@@ -31,6 +31,7 @@ files can be found in mm/swap.c.
- dirty_writeback_centisecs
- drop_caches
- extfrag_threshold
+- fragment_stall_order
- hugetlb_shm_group
- laptop_mode
- legacy_va_layout
@@ -275,6 +276,28 @@ any throttling.
==============================================================
+fragment_stall_order
+
+External fragmentation control is managed on a pageblock level where the
+page allocator tries to avoid mixing pages of different mobility within page
+blocks (e.g. order 9 on 64-bit x86). If external fragmentation is perfectly
+controlled then a THP allocation will often succeed up to the number of
+movable pageblocks in the system as reported by /proc/pagetypeinfo.
+
+When memory is low, the system may have to mix pageblocks and will wake
+kswapd to try control future fragmentation. fragment_stall_order controls if
+the allocating task will stall if possible until kswapd makes some progress
+in preference to fragmenting the system. This incurs a small stall penalty
+in exchange for future success at allocating huge pages. If the stalls
+are undesirable and high-order allocations are irrelevant then this can
+be disabled by writing 0 to the tunable.
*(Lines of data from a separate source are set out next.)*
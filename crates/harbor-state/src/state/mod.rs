//! # State Module
//!
//! The single owner of every entity collection.
//!
//! ```text
//! ┌─────────────────────────────────────────────────────────────────────────┐
//! │                    State Architecture                                   │
//! │                                                                         │
//! │  ┌─────────────────────────────────────────────────────────────────┐   │
//! │  │                         AppState                                │   │
//! │  │                                                                 │   │
//! │  │  catalog.rs    outlets, categories, products, customers,        │   │
//! │  │                suppliers, taxes, payment methods                │   │
//! │  │  users.rs      staff accounts, role names                       │   │
//! │  │  sales.rs      cart, completed sales                            │   │
//! │  │  shifts.rs     shift history (at most one Active per cashier)   │   │
//! │  │  inventory.rs  stock adjustments, purchase orders               │   │
//! │  │  cashflow.rs   cashflow ledger                                  │   │
//! │  │  expenses.rs   expenses and dues (paying a due is a Cash Out)   │   │
//! │  │                                                                 │   │
//! │  │  config: PosConfig    clock: Arc<dyn Clock>                     │   │
//! │  └─────────────────────────────────────────────────────────────────┘   │
//! │                                                                         │
//! │  Every mutation validates first and then applies, so a failed call     │
//! │  leaves the state exactly as it was.                                   │
//! └─────────────────────────────────────────────────────────────────────────┘
//! ```

mod cashflow;
mod catalog;
mod expenses;
mod inventory;
mod sales;
mod shifts;
mod users;

use std::sync::{Arc, Mutex};

use chrono::{DateTime, Duration, Utc};
use harbor_core::{
    Cart, CashflowLedger, Category, CoreError, Customer, ExpenseDue, Outlet, PaymentMethod,
    Product, PurchaseOrder, SalesTransaction, Shift, ShiftStatus, Supplier, Tax, User,
    DEFAULT_ROLES,
};
use tracing::warn;

use crate::config::PosConfig;
use crate::error::ApiError;

pub use expenses::DuePayment;
pub use inventory::{PurchaseOrderDraft, PurchaseOrderLineDraft};
pub use shifts::ShiftClosure;

/// Result type for coordinator operations.
pub type StateResult<T> = Result<T, ApiError>;

// =============================================================================
// Clock
// =============================================================================

/// Source of "now" for shifts, sales and cashflow entries.
pub trait Clock: Send + Sync {
    fn now(&self) -> DateTime<Utc>;
}

/// Wall-clock time.
#[derive(Debug, Default, Clone, Copy)]
pub struct SystemClock;

impl Clock for SystemClock {
    fn now(&self) -> DateTime<Utc> {
        Utc::now()
    }
}

/// A clock that only moves when told to.
#[derive(Debug)]
pub struct FixedClock {
    now: Mutex<DateTime<Utc>>,
}

impl FixedClock {
    pub fn new(now: DateTime<Utc>) -> Self {
        FixedClock {
            now: Mutex::new(now),
        }
    }

    pub fn set(&self, now: DateTime<Utc>) {
        *self.now.lock().unwrap_or_else(|e| e.into_inner()) = now;
    }

    pub fn advance(&self, by: Duration) {
        let mut now = self.now.lock().unwrap_or_else(|e| e.into_inner());
        *now += by;
    }
}

impl Clock for FixedClock {
    fn now(&self) -> DateTime<Utc> {
        *self.now.lock().unwrap_or_else(|e| e.into_inner())
    }
}

// =============================================================================
// AppState
// =============================================================================

/// Application state for one till session.
pub struct AppState {
    config: PosConfig,
    clock: Arc<dyn Clock>,

    outlets: Vec<Outlet>,
    categories: Vec<Category>,
    products: Vec<Product>,
    customers: Vec<Customer>,
    suppliers: Vec<Supplier>,
    taxes: Vec<Tax>,
    payment_methods: Vec<PaymentMethod>,
    users: Vec<User>,
    /// Role names in creation order.
    roles: Vec<String>,

    cart: Cart,
    /// Newest first.
    sales: Vec<SalesTransaction>,
    shifts: Vec<Shift>,
    purchase_orders: Vec<PurchaseOrder>,
    cashflow: CashflowLedger,
    expenses_dues: Vec<ExpenseDue>,
}

impl AppState {
    /// Empty state, apart from the default roles, on the system clock.
    pub fn new(config: PosConfig) -> Self {
        Self::with_clock(config, Arc::new(SystemClock))
    }

    pub fn with_clock(config: PosConfig, clock: Arc<dyn Clock>) -> Self {
        AppState {
            config,
            clock,
            outlets: Vec::new(),
            categories: Vec::new(),
            products: Vec::new(),
            customers: Vec::new(),
            suppliers: Vec::new(),
            taxes: Vec::new(),
            payment_methods: Vec::new(),
            users: Vec::new(),
            roles: DEFAULT_ROLES.iter().map(|r| r.to_string()).collect(),
            cart: Cart::new(),
            sales: Vec::new(),
            shifts: Vec::new(),
            purchase_orders: Vec::new(),
            cashflow: CashflowLedger::new(),
            expenses_dues: Vec::new(),
        }
    }

    fn now(&self) -> DateTime<Utc> {
        self.clock.now()
    }

    // =========================================================================
    // Read Access
    // =========================================================================

    pub fn config(&self) -> &PosConfig {
        &self.config
    }

    pub fn outlets(&self) -> &[Outlet] {
        &self.outlets
    }

    pub fn categories(&self) -> &[Category] {
        &self.categories
    }

    pub fn products(&self) -> &[Product] {
        &self.products
    }

    pub fn product(&self, id: &str) -> Option<&Product> {
        self.products.iter().find(|p| p.id == id)
    }

    pub fn customers(&self) -> &[Customer] {
        &self.customers
    }

    pub fn suppliers(&self) -> &[Supplier] {
        &self.suppliers
    }

    pub fn taxes(&self) -> &[Tax] {
        &self.taxes
    }

    pub fn payment_methods(&self) -> &[PaymentMethod] {
        &self.payment_methods
    }

    pub fn users(&self) -> &[User] {
        &self.users
    }

    pub fn roles(&self) -> &[String] {
        &self.roles
    }

    pub fn cart(&self) -> &Cart {
        &self.cart
    }

    pub fn sales(&self) -> &[SalesTransaction] {
        &self.sales
    }

    /// Every shift, open and closed, in start order.
    pub fn shifts(&self) -> &[Shift] {
        &self.shifts
    }

    /// The configured cashier's open shift.
    pub fn active_shift(&self) -> Option<&Shift> {
        harbor_core::shift::active_shift_for(&self.shifts, self.config.cashier_id())
    }

    pub fn purchase_orders(&self) -> &[PurchaseOrder] {
        &self.purchase_orders
    }

    pub fn purchase_order(&self, id: &str) -> Option<&PurchaseOrder> {
        self.purchase_orders.iter().find(|po| po.id == id)
    }

    pub fn cashflow(&self) -> &CashflowLedger {
        &self.cashflow
    }

    /// Newest first.
    pub fn expenses_dues(&self) -> &[ExpenseDue] {
        &self.expenses_dues
    }

    // =========================================================================
    // Shared Lookups
    // =========================================================================

    fn require_outlet(&self, id: &str) -> StateResult<&Outlet> {
        self.outlets
            .iter()
            .find(|o| o.id == id)
            .ok_or_else(|| CoreError::not_found("Outlet", id).into())
    }

    fn require_product(&self, id: &str) -> StateResult<&Product> {
        self.product(id)
            .ok_or_else(|| CoreError::not_found("Product", id).into())
    }

    fn has_active_shift_at(&self, outlet_id: &str) -> bool {
        self.shifts
            .iter()
            .any(|s| s.status == ShiftStatus::Active && s.outlet_id == outlet_id)
    }

    /// Logs products left at or below their threshold at the outlet.
    fn warn_if_low_stock<'a>(&self, product_ids: impl IntoIterator<Item = &'a str>, outlet_id: &str) {
        for id in product_ids {
            if let Some(product) = self.product(id) {
                if product.is_low_stock_at(outlet_id) {
                    warn!(
                        product_id = %product.id,
                        sku = %product.sku,
                        outlet_id = %outlet_id,
                        quantity = product.quantity_at(outlet_id),
                        threshold = product.low_stock_threshold,
                        "Product is low on stock"
                    );
                }
            }
        }
    }
}

impl Default for AppState {
    fn default() -> Self {
        Self::new(PosConfig::default())
    }
}

impl std::fmt::Debug for AppState {
    fn fmt(&self, f: &mut std::fmt::Formatter<'_>) -> std::fmt::Result {
        f.debug_struct("AppState")
            .field("outlets", &self.outlets.len())
            .field("products", &self.products.len())
            .field("sales", &self.sales.len())
            .field("shifts", &self.shifts.len())
            .field("purchase_orders", &self.purchase_orders.len())
            .field("cashflow", &self.cashflow.len())
            .field("expenses_dues", &self.expenses_dues.len())
            .finish()
    }
}

/// Removes the element with `id`, or reports it missing.
fn remove_by_id<T>(
    items: &mut Vec<T>,
    entity: &str,
    id: &str,
    id_of: impl Fn(&T) -> &str,
) -> StateResult<T> {
    let index = items
        .iter()
        .position(|item| id_of(item) == id)
        .ok_or_else(|| ApiError::from(CoreError::not_found(entity, id)))?;
    Ok(items.remove(index))
}

/// Replaces the element with the same id, or inserts at the front.
fn upsert_by_id<T>(items: &mut Vec<T>, item: T, id_of: impl Fn(&T) -> &str) {
    match items.iter().position(|existing| id_of(existing) == id_of(&item)) {
        Some(index) => items[index] = item,
        None => items.insert(0, item),
    }
}

/// A fresh id when the caller left it blank.
fn id_or_new(id: &str) -> String {
    if id.trim().is_empty() {
        uuid::Uuid::new_v4().to_string()
    } else {
        id.to_string()
    }
}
Writing the pageblock order will
+strongly (but not perfectly) control external fragmentation.
+
+The default will stall for fragmenting allocations smaller than the
+PAGE_ALLOC_COSTLY_ORDER (defined as order-3 at the time of writing).
+
+==============================================================
+
hugetlb_shm_group
hugetlb_shm_group contains group id that is allowed to create SysV
@@ -2176,6 +2176,7 @@ extern void zone_pcp_reset(struct zone *zone);
extern int min_free_kbytes;
extern int watermark_boost_factor;
extern int watermark_scale_factor;
+extern int fragment_stall_order;
/* nommu.c */
extern atomic_long_t mmap_pages_allocated;
@@ -891,6 +891,8 @@ int watermark_boost_factor_sysctl_handler(struct ctl_table *, int,
void __user *, size_t *, loff_t *);
int watermark_scale_factor_sysctl_handler(struct ctl_table *, int,
void __user *, size_t *, loff_t *);
+int fragment_stall_order_sysctl_handler(struct ctl_table *, int,
+ void __user *, size_t *, loff_t *);
extern int sysctl_lowmem_reserve_ratio[MAX_NR_ZONES];
int lowmem_reserve_ratio_sysctl_handler(struct ctl_table *, int,
void __user *, size_t *, loff_t *);
@@ -125,6 +125,7 @@ static int zero;
static int __maybe_unused one = 1;
static int __maybe_unused two = 2;
static int __maybe_unused four = 4;
+static int __maybe_unused max_order = MAX_ORDER;
static unsigned long one_ul = 1;
static int one_hundred = 100;
static int one_thousand = 1000;
@@ -1467,6 +1468,15 @@ static struct ctl_table vm_table[] = {
.extra1 = &one,
.extra2 = &one_thousand,
},
+ {
+ .procname = "fragment_stall_order",
+ .data = &fragment_stall_order,
+ .maxlen = sizeof(fragment_stall_order),
+ .mode = 0644,
+ .proc_handler = fragment_stall_order_sysctl_handler,
+ .extra1 = &zero,
+ .extra2 = &max_order,
+ },
{
.procname = "percpu_pagelist_fraction",
.data = &percpu_pagelist_fraction,
@@ -489,6 +489,7 @@ unsigned long reclaim_clean_pages_from_list(struct zone *zone,
#else
#define ALLOC_NOFRAGMENT 0x0
#endif
+#define ALLOC_FRAGMENT_STALL 0x200 /* stall if fragmenting heavily */
enum ttu_flags;
struct tlbflush_unmap_batch;
@@ -265,6 +265,7 @@ int min_free_kbytes = 1024;
int user_min_free_kbytes = -1;
int watermark_boost_factor __read_mostly = 15000;
int watermark_scale_factor = 10;
+int fragment_stall_order __read_mostly = (PAGE_ALLOC_COSTLY_ORDER + 1);
static unsigned long nr_kernel_pages __meminitdata;
static unsigned long nr_all_pages __meminitdata;
@@ -2134,6 +2135,21 @@ static inline void boost_watermark(struct zone *zone)
max_boost);
}
+static void stall_fragmentation(pg_data_t *pgdat)
+{
+ DEFINE_WAIT(wait);
+ long remaining = 0;
+
+ if (current->flags & PF_MEMALLOC)
+ return;
+
+ prepare_to_wait(&pgdat->pfmemalloc_wait, &wait, TASK_INTERRUPTIBLE);
+ if (waitqueue_active(&pgdat->kswapd_wait))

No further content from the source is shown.